_YOUR OBJECTIVE_
Below are records; output all of them exactly.

_DATA SHOWN_
'''
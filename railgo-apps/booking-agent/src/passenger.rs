//!  Railgo Booking Agent
//!
//!  Copyright (C) 2026  Railgo Contributors
//!
//!  This program is free software: you can redistribute it and/or modify
//!  it under the terms of the GNU Affero General Public License as published by
//!  the Free Software Foundation, either version 3 of the License, or
//!  (at your option) any later version.
//!
//!  This program is distributed in the hope that it will be useful,
//!  but WITHOUT ANY WARRANTY; without even the implied warranty of
//!  MERCHANTABILITY or FITNESS FOR A PARTICULAR PURPOSE.  See the
//!  GNU Affero General Public License for more details.
//!
//!  You should have received a copy of the GNU Affero General Public License
//!  along with this program.  If not, see <http://www.gnu.org/licenses/>.

//! # Passenger Aggregation
//!
//! A heterogeneous passenger request is normalized into the minimal set of
//! line items the backends accept: grouped by (category, discount code,
//! card reference), counts summed, zero-count groups dropped, first-seen
//! order preserved. `combine` is idempotent.

use serde::{Deserialize, Serialize};

use crate::errors::RailError;

/// Fare categories the backends distinguish. Toddler is a second-backend
/// refinement of child (own default discount code); the first backend has no
/// code for it and rejects it up front.
#[derive(Debug, Clone, Copy, PartialEq, Eq, Hash, Serialize, Deserialize)]
#[serde(rename_all = "snake_case")]
pub enum PassengerCategory {
    Adult,
    Child,
    Toddler,
    Senior,
    Disability1To3,
    Disability4To6,
}

impl PassengerCategory {
    /// Default discount code applied when the line item does not set one.
    pub fn default_discount_code(self) -> &'static str {
        match self {
            PassengerCategory::Adult | PassengerCategory::Child => "000",
            PassengerCategory::Toddler => "321",
            PassengerCategory::Senior => "131",
            PassengerCategory::Disability1To3 => "111",
            PassengerCategory::Disability4To6 => "112",
        }
    }

    /// Passenger type code on the first backend's forms. Toddlers have no
    /// code there.
    pub fn srt_type_code(self) -> Option<&'static str> {
        match self {
            PassengerCategory::Adult => Some("1"),
            PassengerCategory::Child => Some("5"),
            PassengerCategory::Toddler => None,
            PassengerCategory::Senior => Some("4"),
            PassengerCategory::Disability1To3 => Some("2"),
            PassengerCategory::Disability4To6 => Some("3"),
        }
    }

    /// Passenger type code on the second backend's forms; there the discount
    /// code carries the actual fare distinction.
    pub fn korail_type_code(self) -> &'static str {
        match self {
            PassengerCategory::Adult
            | PassengerCategory::Senior
            | PassengerCategory::Disability1To3
            | PassengerCategory::Disability4To6 => "1",
            PassengerCategory::Child | PassengerCategory::Toddler => "3",
        }
    }

    pub fn label(self) -> &'static str {
        match self {
            PassengerCategory::Adult => "adult",
            PassengerCategory::Child => "child",
            PassengerCategory::Toddler => "toddler",
            PassengerCategory::Senior => "senior",
            PassengerCategory::Disability1To3 => "disability 1-3",
            PassengerCategory::Disability4To6 => "disability 4-6",
        }
    }
}

/// Discount card attached to a line item (membership discount schemes).
#[derive(Debug, Clone, Default, PartialEq, Eq, Hash, Serialize, Deserialize)]
pub struct CardReference {
    pub code: String,
    pub number: String,
    pub password: String,
}

/// One normalized passenger line item.
#[derive(Debug, Clone, PartialEq, Eq, Serialize, Deserialize)]
pub struct Passenger {
    pub category: PassengerCategory,
    pub count: u32,
    pub discount_code: String,
    #[serde(default, skip_serializing_if = "Option::is_none")]
    pub card: Option<CardReference>,
}

impl Passenger {
    pub fn new(category: PassengerCategory, count: u32) -> Self {
        Passenger {
            category,
            count,
            discount_code: category.default_discount_code().to_string(),
            card: None,
        }
    }

    pub fn adult(count: u32) -> Self {
        Passenger::new(PassengerCategory::Adult, count)
    }

    pub fn with_discount_code(mut self, code: impl Into<String>) -> Self {
        self.discount_code = code.into();
        self
    }

    pub fn with_card(mut self, card: CardReference) -> Self {
        self.card = Some(card);
        self
    }

    fn group_key(&self) -> (PassengerCategory, &str, Option<&CardReference>) {
        (self.category, self.discount_code.as_str(), self.card.as_ref())
    }
}

/// Merge line items with identical (category, discount code, card) keys,
/// drop empty groups, keep first-seen group order.
pub fn combine(items: &[Passenger]) -> Vec<Passenger> {
    let mut merged: Vec<Passenger> = Vec::new();
    for item in items {
        match merged.iter_mut().find(|m| m.group_key() == item.group_key()) {
            Some(existing) => existing.count += item.count,
            None => merged.push(item.clone()),
        }
    }
    merged.retain(|m| m.count > 0);
    merged
}

/// Total seat count across line items.
pub fn total(items: &[Passenger]) -> u32 {
    items.iter().map(|p| p.count).sum()
}

/// Normalize and validate a passenger request before it reaches the wire.
pub fn prepare(items: &[Passenger]) -> Result<Vec<Passenger>, RailError> {
    let combined = combine(items);
    if total(&combined) == 0 {
        return Err(RailError::InvalidPassenger(
            "passenger counts sum to zero".into(),
        ));
    }
    Ok(combined)
}

#[cfg(test)]
mod tests {
    use super::*;

    #[test]
    fn combine_merges_identical_groups() {
        let items = vec![Passenger::adult(1), Passenger::adult(2)];
        let merged = combine(&items);
        assert_eq!(merged.len(), 1);
        assert_eq!(merged[0].count, 3);
    }

    #[test]
    fn combine_keeps_distinct_discounts_apart() {
        let items = vec![
            Passenger::adult(1),
            Passenger::adult(1).with_discount_code("101"),
        ];
        assert_eq!(combine(&items).len(), 2);
    }

    #[test]
    fn combine_is_idempotent() {
        let items = vec![
            Passenger::adult(2),
            Passenger::new(PassengerCategory::Child, 1),
            Passenger::adult(1),
            Passenger::new(PassengerCategory::Senior, 0),
        ];
        let once = combine(&items);
        let twice = combine(&once);
        assert_eq!(once, twice);
    }

    #[test]
    fn zero_count_groups_are_dropped() {
        let items = vec![Passenger::adult(0), Passenger::new(PassengerCategory::Child, 1)];
        let merged = combine(&items);
        assert_eq!(merged.len(), 1);
        assert_eq!(merged[0].category, PassengerCategory::Child);
    }

    #[test]
    fn prepare_rejects_zero_total() {
        let items = vec![Passenger::adult(0), Passenger::new(PassengerCategory::Senior, 0)];
        assert!(matches!(
            prepare(&items),
            Err(RailError::InvalidPassenger(_))
        ));
    }

    #[test]
    fn first_seen_order_is_preserved() {
        let items = vec![
            Passenger::new(PassengerCategory::Senior, 1),
            Passenger::adult(1),
            Passenger::new(PassengerCategory::Senior, 1),
        ];
        let merged = combine(&items);
        assert_eq!(merged[0].category, PassengerCategory::Senior);
        assert_eq!(merged[0].count, 2);
        assert_eq!(merged[1].category, PassengerCategory::Adult);
    }
}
'''
_EXERCISE OUTPUT_
filename railgo-apps/booking-agent/src/passenger.rs
//!  Railgo Booking Agent
//!
//!  Copyright (C) 2026  Railgo Contributors
//!
//!  This program is free software: you can redistribute it and/or modify
//!  it under the terms of the GNU Affero General Public License as published by
//!  the Free Software Foundation, either version 3 of the License, or
//!  (at your option) any later version.
//!
//!  This program is distributed in the hope that it will be useful,
//!  but WITHOUT ANY WARRANTY; without even the implied warranty of
//!  MERCHANTABILITY or FITNESS FOR A PARTICULAR PURPOSE.  See the
//!  GNU Affero General Public License for more details.
//!
//!  You should have received a copy of the GNU Affero General Public License
//!  along with this program.  If not, see <http://www.gnu.org/licenses/>.

//! # Passenger Aggregation
//!
//! A heterogeneous passenger request is normalized into the minimal set of
//! line items the backends accept: grouped by (category, discount code,
//! card reference), counts summed, zero-count groups dropped, first-seen
//! order preserved. `combine` is idempotent.

use serde::{Deserialize, Serialize};

use crate::errors::RailError;

/// Fare categories the backends distinguish. Toddler is a second-backend
/// refinement of child (own default discount code); the first backend has no
/// code for it and rejects it up front.
#[derive(Debug, Clone, Copy, PartialEq, Eq, Hash, Serialize, Deserialize)]
#[serde(rename_all = "snake_case")]
pub enum PassengerCategory {
    Adult,
    Child,
    Toddler,
    Senior,
    Disability1To3,
    Disability4To6,
}

impl PassengerCategory {
    /// Default discount code applied when the line item does not set one.
    pub fn default_discount_code(self) -> &'static str {
        match self {
            PassengerCategory::Adult | PassengerCategory::Child => "000",
            PassengerCategory::Toddler => "321",
            PassengerCategory::Senior => "131",
            PassengerCategory::Disability1To3 => "111",
            PassengerCategory::Disability4To6 => "112",
        }
    }

    /// Passenger type code on the first backend's forms. Toddlers have no
    /// code there.
    pub fn srt_type_code(self) -> Option<&'static str> {
        match self {
            PassengerCategory::Adult => Some("1"),
            PassengerCategory::Child => Some("5"),
            PassengerCategory::Toddler => None,
            PassengerCategory::Senior => Some("4"),
            PassengerCategory::Disability1To3 => Some("2"),
            PassengerCategory::Disability4To6 => Some("3"),
        }
    }

    /// Passenger type code on the second backend's forms; there the discount
    /// code carries the actual fare distinction.
    pub fn korail_type_code(self) -> &'static str {
        match self {
            PassengerCategory::Adult
            | PassengerCategory::Senior
            | PassengerCategory::Disability1To3
            | PassengerCategory::Disability4To6 => "1",
            PassengerCategory::Child | PassengerCategory::Toddler => "3",
        }
    }

    pub fn label(self) -> &'static str {
        match self {
            PassengerCategory::Adult => "adult",
            PassengerCategory::Child => "child",
            PassengerCategory::Toddler => "toddler",
            PassengerCategory::Senior => "senior",
            PassengerCategory::Disability1To3 => "disability 1-3",
            PassengerCategory::Disability4To6 => "disability 4-6",
        }
    }
}

/// Discount card attached to a line item (membership discount schemes).
#[derive(Debug, Clone, Default, PartialEq, Eq, Hash, Serialize, Deserialize)]
pub struct CardReference {
    pub code: String,
    pub number: String,
    pub password: String,
}

/// One normalized passenger line item.
#[derive(Debug, Clone, PartialEq, Eq, Serialize, Deserialize)]
pub struct Passenger {
    pub category: PassengerCategory,
    pub count: u32,
    pub discount_code: String,
    #[serde(default, skip_serializing_if = "Option::is_none")]
    pub card: Option<CardReference>,
}

impl Passenger {
    pub fn new(category: PassengerCategory, count: u32) -> Self {
        Passenger {
            category,
            count,
            discount_code: category.default_discount_code().to_string(),
            card: None,
        }
    }

    pub fn adult(count: u32) -> Self {
        Passenger::new(PassengerCategory::Adult, count)
    }

    pub fn with_discount_code(mut self, code: impl Into<String>) -> Self {
        self.discount_code = code.into();
        self
    }

    pub fn with_card(mut self, card: CardReference) -> Self {
        self.card = Some(card);
        self
    }

    fn group_key(&self) -> (PassengerCategory, &str, Option<&CardReference>) {
        (self.category, self.discount_code.as_str(), self.card.as_ref())
    }
}

/// Merge line items with identical (category, discount code, card) keys,
/// drop empty groups, keep first-seen group order.
pub fn combine(items: &[Passenger]) -> Vec<Passenger> {
    let mut merged: Vec<Passenger> = Vec::new();
    for item in items {
        match merged.iter_mut().find(|m| m.group_key() == item.group_key()) {
            Some(existing) => existing.count += item.count,
            None => merged.push(item.clone()),
        }
    }
    merged.retain(|m| m.count > 0);
    merged
}

/// Total seat count across line items.
pub fn total(items: &[Passenger]) -> u32 {
    items.iter().map(|p| p.count).sum()
}

/// Normalize and validate a passenger request before it reaches the wire.
pub fn prepare(items: &[Passenger]) -> Result<Vec<Passenger>, RailError> {
    let combined = combine(items);
    if total(&combined) == 0 {
        return Err(RailError::InvalidPassenger(
            "passenger counts sum to zero".into(),
        ));
    }
    Ok(combined)
}

#[cfg(test)]
mod tests {
    use super::*;

    #[test]
    fn combine_merges_identical_groups() {
        let items = vec![Passenger::adult(1), Passenger::adult(2)];
        let merged = combine(&items);
        assert_eq!(merged.len(), 1);
        assert_eq!(merged[0].count, 3);
    }

    #[test]
    fn combine_keeps_distinct_discounts_apart() {
        let items = vec![
            Passenger::adult(1),
            Passenger::adult(1).with_discount_code("101"),
        ];
        assert_eq!(combine(&items).len(), 2);
    }

    #[test]
    fn combine_is_idempotent() {
        let items = vec![
            Passenger::adult(2),
            Passenger::new(PassengerCategory::Child, 1),
            Passenger::adult(1),
            Passenger::new(PassengerCategory::Senior, 0),
        ];
        let once = combine(&items);
        let twice = combine(&once);
        assert_eq!(once, twice);
    }

    #[test]
    fn zero_count_groups_are_dropped() {
        let items = vec![Passenger::adult(0), Passenger::new(PassengerCategory::Child, 1)];
        let merged = combine(&items);
        assert_eq!(merged.len(), 1);
        assert_eq!(merged[0].category, PassengerCategory::Child);
    }

    #[test]
    fn prepare_rejects_zero_total() {
        let items = vec![Passenger::adult(0), Passenger::new(PassengerCategory::Senior, 0)];
        assert!(matches!(
            prepare(&items),
            Err(RailError::InvalidPassenger(_))
        ));
    }

    #[test]
    fn first_seen_order_is_preserved() {
        let items = vec![
            Passenger::new(PassengerCategory::Senior, 1),
            Passenger::adult(1),
            Passenger::new(PassengerCategory::Senior, 1),
        ];
        let merged = combine(&items);
        assert_eq!(merged[0].category, PassengerCategory::Senior);
        assert_eq!(merged[0].count, 2);
        assert_eq!(merged[1].category, PassengerCategory::Adult);
    }
}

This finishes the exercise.